* _The task_:
Retrieve every line from the records in which the word "ancestor" occurs.

* _Provided records_:
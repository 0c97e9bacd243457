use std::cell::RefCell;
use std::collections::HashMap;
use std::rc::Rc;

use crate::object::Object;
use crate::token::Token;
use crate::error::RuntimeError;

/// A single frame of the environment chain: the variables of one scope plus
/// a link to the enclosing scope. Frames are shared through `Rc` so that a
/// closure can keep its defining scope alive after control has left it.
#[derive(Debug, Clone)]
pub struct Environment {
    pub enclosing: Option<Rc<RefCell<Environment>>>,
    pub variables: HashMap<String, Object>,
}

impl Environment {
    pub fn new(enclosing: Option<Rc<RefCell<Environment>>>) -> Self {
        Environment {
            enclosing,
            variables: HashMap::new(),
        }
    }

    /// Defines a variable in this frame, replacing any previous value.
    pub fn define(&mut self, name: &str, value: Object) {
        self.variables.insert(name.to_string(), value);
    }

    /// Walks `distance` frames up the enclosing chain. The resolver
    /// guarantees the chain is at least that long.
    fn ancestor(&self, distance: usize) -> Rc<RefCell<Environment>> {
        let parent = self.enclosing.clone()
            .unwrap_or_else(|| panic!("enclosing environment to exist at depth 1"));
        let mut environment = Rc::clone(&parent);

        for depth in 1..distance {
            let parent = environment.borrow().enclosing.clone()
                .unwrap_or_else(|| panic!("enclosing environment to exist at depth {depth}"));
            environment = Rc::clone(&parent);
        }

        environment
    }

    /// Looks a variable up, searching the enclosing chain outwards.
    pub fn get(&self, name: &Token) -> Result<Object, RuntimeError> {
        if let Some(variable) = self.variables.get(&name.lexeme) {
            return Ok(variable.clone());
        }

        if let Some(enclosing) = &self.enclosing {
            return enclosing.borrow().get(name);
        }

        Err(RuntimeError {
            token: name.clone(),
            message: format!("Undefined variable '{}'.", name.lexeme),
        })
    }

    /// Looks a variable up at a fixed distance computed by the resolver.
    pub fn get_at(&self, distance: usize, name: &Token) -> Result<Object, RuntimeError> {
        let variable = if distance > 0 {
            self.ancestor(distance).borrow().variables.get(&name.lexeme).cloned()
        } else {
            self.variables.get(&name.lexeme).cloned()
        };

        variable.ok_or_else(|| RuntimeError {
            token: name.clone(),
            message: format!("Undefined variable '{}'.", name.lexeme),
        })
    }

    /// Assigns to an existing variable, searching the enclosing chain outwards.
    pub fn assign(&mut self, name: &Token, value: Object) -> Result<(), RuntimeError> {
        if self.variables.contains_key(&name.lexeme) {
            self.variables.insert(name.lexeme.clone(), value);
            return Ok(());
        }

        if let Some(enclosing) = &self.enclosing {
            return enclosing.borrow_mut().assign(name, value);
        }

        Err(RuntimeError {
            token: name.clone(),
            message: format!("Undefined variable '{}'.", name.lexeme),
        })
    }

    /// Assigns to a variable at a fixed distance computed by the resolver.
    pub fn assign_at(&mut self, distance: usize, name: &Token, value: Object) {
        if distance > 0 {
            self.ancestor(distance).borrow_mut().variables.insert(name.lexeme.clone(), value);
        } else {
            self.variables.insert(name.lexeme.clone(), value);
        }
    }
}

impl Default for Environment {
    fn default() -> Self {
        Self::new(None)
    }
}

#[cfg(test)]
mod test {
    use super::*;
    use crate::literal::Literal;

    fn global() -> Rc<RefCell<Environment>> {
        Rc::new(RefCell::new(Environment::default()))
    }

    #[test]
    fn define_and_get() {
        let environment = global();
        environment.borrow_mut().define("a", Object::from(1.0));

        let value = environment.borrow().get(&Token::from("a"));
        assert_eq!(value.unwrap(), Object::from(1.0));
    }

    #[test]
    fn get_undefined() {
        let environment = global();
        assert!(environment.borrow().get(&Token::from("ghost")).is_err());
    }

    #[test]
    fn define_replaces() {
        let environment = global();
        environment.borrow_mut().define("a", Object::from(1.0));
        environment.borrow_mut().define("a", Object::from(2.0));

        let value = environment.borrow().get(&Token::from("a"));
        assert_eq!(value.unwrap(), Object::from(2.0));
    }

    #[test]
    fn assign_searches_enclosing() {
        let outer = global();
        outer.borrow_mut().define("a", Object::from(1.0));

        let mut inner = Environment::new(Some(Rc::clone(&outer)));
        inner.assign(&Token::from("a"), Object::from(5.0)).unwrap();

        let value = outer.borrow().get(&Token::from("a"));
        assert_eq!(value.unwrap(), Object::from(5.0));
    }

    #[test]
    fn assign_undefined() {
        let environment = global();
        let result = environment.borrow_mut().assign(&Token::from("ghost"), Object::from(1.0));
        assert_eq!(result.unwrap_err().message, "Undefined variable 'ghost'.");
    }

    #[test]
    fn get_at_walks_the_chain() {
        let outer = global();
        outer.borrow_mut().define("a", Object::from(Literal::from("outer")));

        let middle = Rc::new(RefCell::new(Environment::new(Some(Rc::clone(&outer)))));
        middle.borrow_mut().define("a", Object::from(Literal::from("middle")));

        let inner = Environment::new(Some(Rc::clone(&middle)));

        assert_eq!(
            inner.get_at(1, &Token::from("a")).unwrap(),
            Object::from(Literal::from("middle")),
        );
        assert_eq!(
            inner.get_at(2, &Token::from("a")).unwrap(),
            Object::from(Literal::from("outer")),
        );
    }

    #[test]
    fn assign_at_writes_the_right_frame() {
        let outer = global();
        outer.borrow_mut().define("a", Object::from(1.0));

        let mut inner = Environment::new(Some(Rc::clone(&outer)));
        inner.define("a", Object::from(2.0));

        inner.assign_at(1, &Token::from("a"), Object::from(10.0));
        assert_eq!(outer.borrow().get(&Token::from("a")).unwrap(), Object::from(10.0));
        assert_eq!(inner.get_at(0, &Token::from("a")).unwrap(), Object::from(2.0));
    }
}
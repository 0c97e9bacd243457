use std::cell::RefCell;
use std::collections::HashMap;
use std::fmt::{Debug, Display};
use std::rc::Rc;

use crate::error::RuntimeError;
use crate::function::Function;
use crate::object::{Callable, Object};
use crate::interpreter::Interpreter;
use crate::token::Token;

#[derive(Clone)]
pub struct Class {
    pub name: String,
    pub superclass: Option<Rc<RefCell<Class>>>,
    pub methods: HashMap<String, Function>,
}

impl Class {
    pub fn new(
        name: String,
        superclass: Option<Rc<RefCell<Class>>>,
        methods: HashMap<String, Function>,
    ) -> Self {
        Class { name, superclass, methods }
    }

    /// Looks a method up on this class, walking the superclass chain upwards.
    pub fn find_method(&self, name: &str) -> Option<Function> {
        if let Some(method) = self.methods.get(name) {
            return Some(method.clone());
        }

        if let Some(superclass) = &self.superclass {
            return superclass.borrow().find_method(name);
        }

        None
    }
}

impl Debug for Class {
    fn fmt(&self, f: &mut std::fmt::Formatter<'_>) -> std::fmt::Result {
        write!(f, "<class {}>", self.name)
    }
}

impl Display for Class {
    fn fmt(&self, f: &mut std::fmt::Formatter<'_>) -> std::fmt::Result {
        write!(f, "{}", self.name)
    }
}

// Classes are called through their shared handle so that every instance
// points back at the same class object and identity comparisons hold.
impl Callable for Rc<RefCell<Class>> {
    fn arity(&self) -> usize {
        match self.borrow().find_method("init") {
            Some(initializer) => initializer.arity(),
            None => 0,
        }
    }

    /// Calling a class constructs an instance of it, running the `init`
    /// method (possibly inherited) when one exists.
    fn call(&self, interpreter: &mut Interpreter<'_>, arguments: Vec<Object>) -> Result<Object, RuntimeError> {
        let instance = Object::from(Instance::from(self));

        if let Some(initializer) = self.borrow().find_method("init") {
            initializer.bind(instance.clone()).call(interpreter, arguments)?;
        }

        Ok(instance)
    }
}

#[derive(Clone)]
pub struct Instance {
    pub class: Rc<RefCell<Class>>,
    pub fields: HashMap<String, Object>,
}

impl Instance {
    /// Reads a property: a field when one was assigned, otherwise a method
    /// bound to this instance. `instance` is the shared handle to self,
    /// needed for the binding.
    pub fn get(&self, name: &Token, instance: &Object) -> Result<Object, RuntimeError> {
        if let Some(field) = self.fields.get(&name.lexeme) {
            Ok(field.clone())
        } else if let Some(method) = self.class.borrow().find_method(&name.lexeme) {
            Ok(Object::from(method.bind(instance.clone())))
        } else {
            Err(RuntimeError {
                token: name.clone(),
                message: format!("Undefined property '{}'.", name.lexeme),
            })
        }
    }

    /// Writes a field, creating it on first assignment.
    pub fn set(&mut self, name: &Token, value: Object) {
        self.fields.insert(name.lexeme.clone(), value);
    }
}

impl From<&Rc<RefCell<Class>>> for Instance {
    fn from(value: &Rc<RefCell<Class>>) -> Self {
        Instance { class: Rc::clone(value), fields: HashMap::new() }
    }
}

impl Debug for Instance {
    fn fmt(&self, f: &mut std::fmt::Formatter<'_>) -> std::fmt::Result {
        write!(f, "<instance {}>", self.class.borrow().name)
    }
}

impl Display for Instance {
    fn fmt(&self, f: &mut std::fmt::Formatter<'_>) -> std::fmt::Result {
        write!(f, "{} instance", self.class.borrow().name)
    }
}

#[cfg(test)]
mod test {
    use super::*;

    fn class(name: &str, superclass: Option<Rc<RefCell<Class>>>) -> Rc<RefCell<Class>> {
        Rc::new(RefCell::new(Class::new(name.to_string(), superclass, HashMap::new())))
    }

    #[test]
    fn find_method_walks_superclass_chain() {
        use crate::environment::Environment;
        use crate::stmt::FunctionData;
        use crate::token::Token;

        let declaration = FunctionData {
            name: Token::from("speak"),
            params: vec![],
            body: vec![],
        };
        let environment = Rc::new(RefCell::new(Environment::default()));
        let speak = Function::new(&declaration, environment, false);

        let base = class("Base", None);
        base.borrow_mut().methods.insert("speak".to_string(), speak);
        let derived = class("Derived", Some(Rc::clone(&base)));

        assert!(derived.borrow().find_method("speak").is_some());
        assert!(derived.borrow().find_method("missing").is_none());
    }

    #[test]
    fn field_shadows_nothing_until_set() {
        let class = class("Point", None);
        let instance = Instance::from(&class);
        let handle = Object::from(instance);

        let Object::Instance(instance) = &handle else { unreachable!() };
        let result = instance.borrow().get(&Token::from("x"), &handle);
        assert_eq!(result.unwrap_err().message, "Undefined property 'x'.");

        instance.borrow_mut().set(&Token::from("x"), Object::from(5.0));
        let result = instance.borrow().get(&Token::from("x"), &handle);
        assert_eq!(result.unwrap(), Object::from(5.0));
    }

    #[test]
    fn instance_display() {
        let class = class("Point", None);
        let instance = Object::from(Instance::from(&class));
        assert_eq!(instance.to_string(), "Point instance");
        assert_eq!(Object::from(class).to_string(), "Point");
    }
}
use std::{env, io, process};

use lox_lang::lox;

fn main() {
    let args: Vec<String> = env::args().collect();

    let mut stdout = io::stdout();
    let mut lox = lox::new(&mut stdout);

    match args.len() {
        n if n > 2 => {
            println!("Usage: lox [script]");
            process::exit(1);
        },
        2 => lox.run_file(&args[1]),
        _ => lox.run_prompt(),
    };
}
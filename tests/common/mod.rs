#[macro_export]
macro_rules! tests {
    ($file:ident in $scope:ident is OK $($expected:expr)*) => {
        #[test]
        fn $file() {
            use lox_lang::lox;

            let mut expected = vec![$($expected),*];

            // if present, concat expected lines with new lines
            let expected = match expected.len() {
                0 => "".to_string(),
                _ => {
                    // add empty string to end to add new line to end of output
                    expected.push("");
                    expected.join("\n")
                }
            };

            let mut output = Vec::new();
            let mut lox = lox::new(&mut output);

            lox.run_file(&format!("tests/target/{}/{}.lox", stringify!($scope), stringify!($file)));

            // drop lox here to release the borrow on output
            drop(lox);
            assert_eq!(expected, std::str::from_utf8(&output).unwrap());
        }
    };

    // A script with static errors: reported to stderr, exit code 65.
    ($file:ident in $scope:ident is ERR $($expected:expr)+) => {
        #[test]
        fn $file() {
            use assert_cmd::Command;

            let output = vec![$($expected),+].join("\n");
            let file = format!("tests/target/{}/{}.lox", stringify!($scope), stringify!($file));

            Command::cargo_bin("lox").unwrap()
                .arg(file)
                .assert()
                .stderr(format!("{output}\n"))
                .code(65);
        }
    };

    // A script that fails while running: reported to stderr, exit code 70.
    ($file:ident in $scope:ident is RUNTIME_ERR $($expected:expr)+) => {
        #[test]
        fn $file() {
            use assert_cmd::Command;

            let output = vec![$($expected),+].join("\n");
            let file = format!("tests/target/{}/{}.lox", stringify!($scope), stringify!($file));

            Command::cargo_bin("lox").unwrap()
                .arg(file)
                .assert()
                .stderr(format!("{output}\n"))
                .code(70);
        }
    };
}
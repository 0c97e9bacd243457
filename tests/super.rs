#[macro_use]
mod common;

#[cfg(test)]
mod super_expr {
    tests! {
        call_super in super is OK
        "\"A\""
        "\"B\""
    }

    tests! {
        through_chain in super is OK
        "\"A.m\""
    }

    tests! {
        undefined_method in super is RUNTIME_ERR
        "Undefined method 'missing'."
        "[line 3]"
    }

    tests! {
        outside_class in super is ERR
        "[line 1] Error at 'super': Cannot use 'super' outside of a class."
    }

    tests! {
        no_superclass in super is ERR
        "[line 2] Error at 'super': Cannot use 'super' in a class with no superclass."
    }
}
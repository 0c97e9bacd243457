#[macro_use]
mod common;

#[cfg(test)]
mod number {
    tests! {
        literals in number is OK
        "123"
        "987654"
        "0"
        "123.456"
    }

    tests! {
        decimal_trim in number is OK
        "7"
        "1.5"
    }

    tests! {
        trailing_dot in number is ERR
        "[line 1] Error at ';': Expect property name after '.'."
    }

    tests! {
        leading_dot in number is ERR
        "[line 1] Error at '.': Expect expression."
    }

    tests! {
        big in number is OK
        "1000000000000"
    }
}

* _Expected answer_:
    fn ancestor(&self, distance: usize) -> Rc<RefCell<Environment>> {
            self.ancestor(distance).borrow().variables.get(&name.lexeme).cloned()
            self.ancestor(distance).borrow_mut().variables.insert(name.lexeme.clone(), value);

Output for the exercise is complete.